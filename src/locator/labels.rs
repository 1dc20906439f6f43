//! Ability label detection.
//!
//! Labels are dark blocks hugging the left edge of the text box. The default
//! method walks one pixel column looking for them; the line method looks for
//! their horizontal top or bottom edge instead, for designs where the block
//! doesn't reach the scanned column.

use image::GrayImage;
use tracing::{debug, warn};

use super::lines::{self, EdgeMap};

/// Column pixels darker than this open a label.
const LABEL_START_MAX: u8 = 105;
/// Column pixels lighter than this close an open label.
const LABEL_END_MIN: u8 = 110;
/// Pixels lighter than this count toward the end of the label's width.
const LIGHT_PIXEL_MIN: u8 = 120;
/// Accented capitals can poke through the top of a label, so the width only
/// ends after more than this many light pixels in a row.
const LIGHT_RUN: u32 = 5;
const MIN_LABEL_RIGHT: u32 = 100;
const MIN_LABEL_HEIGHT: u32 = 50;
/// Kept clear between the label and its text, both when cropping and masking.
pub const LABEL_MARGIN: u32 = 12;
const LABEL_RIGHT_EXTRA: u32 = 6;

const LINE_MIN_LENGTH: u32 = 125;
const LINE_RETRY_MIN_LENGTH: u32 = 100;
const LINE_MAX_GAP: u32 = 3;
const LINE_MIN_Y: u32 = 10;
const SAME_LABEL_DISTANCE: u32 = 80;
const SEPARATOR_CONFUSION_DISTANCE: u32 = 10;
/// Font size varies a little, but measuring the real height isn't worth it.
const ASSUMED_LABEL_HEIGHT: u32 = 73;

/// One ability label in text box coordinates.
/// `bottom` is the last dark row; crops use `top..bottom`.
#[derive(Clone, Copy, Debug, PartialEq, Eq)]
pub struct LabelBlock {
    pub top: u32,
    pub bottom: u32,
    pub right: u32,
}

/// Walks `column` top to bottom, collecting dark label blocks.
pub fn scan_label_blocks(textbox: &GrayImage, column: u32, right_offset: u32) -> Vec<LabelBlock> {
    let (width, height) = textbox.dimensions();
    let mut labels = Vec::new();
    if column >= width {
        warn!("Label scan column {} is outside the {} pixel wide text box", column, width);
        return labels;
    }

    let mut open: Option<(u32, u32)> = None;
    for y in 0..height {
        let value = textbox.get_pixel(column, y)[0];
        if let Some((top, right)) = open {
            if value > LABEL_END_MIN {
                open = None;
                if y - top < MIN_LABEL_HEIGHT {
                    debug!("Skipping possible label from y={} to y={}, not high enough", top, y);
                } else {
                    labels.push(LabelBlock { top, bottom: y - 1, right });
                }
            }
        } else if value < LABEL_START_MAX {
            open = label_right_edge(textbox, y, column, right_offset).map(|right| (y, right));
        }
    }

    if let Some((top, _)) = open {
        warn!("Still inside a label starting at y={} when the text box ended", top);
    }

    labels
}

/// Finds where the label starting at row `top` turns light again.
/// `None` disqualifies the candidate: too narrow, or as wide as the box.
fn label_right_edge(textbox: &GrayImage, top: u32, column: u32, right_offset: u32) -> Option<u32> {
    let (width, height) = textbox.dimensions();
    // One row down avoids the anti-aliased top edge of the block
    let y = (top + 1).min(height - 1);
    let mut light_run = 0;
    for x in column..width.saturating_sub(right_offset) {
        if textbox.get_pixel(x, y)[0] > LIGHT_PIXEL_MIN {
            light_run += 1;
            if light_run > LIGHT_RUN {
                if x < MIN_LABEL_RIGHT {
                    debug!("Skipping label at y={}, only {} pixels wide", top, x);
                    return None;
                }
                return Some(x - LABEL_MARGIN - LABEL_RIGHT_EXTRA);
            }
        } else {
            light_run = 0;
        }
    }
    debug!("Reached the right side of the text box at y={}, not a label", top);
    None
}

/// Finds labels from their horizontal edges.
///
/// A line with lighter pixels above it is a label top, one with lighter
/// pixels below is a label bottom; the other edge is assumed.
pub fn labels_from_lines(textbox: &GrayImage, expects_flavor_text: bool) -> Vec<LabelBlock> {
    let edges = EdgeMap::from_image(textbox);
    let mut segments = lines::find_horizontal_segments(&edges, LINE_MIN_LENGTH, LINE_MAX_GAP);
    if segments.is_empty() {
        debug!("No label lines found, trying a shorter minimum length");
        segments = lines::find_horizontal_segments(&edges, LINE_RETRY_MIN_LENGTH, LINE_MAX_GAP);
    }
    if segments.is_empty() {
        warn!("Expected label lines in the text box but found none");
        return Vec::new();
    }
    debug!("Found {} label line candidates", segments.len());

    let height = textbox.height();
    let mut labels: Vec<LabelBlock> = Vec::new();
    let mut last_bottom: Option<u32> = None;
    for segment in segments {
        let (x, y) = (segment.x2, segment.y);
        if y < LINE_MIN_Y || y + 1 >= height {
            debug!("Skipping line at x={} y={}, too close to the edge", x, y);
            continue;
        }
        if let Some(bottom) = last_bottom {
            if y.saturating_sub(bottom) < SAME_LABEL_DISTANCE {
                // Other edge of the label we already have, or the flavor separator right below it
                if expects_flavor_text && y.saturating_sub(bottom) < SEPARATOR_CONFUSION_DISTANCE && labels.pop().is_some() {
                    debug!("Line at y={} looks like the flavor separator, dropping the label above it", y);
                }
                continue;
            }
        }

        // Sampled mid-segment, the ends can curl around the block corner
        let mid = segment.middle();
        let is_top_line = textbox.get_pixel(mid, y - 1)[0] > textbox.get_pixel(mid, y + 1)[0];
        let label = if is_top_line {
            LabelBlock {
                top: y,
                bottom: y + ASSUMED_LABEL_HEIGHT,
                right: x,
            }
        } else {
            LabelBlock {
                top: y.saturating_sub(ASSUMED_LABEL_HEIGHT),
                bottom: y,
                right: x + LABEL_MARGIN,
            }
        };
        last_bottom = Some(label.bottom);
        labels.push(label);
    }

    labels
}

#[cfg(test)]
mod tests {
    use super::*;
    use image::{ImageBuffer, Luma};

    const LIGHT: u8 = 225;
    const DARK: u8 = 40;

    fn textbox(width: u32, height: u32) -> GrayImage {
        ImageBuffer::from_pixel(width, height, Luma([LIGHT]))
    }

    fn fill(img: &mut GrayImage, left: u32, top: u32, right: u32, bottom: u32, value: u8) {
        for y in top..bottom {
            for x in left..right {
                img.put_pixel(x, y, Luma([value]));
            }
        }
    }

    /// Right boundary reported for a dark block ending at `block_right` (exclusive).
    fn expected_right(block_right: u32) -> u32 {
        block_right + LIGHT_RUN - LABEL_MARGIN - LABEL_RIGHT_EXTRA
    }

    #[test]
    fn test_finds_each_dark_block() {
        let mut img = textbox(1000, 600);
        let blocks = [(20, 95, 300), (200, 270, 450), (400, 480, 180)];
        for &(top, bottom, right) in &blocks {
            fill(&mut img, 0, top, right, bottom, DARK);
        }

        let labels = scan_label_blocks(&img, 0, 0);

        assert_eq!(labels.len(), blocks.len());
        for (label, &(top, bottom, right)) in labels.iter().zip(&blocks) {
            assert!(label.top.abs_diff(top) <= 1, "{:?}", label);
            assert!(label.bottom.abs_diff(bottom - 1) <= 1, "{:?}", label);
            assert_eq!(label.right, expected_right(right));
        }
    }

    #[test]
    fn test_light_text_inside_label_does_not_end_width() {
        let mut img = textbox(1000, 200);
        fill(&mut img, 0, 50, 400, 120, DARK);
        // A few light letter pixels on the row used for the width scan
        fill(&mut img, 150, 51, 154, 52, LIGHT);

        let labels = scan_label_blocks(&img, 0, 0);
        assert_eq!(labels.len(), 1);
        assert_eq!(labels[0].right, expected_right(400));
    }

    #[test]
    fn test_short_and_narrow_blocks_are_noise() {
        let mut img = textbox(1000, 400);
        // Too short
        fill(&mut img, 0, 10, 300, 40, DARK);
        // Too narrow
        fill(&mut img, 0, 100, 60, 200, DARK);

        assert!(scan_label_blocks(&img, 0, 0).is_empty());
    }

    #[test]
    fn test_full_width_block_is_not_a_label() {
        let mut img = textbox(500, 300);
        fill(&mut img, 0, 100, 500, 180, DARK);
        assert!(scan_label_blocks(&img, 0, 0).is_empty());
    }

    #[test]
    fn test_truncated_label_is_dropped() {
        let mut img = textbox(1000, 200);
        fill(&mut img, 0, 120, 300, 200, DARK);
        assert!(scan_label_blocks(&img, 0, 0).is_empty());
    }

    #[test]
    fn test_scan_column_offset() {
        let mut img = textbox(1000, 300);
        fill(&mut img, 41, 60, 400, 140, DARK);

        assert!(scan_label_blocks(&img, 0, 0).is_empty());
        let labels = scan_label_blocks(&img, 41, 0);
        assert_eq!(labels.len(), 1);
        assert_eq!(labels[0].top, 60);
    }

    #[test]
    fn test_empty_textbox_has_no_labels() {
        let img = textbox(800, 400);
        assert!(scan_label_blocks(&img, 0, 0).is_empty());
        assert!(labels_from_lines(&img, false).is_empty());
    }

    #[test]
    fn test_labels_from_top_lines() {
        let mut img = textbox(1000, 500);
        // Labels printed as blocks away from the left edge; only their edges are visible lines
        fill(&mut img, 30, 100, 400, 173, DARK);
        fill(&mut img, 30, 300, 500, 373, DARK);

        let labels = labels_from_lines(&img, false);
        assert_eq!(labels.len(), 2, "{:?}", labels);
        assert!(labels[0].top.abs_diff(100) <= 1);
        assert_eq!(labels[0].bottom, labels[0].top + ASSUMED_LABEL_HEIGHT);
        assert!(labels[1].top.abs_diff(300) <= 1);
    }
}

__________________________________________________

_The task_.
Wherever a line in the records contains the word "their", copy that line.

_Solution for this task_.
//! their horizontal top or bottom edge instead, for designs where the block
/// Finds labels from their horizontal edges.
        // Labels printed as blocks away from the left edge; only their edges are visible lines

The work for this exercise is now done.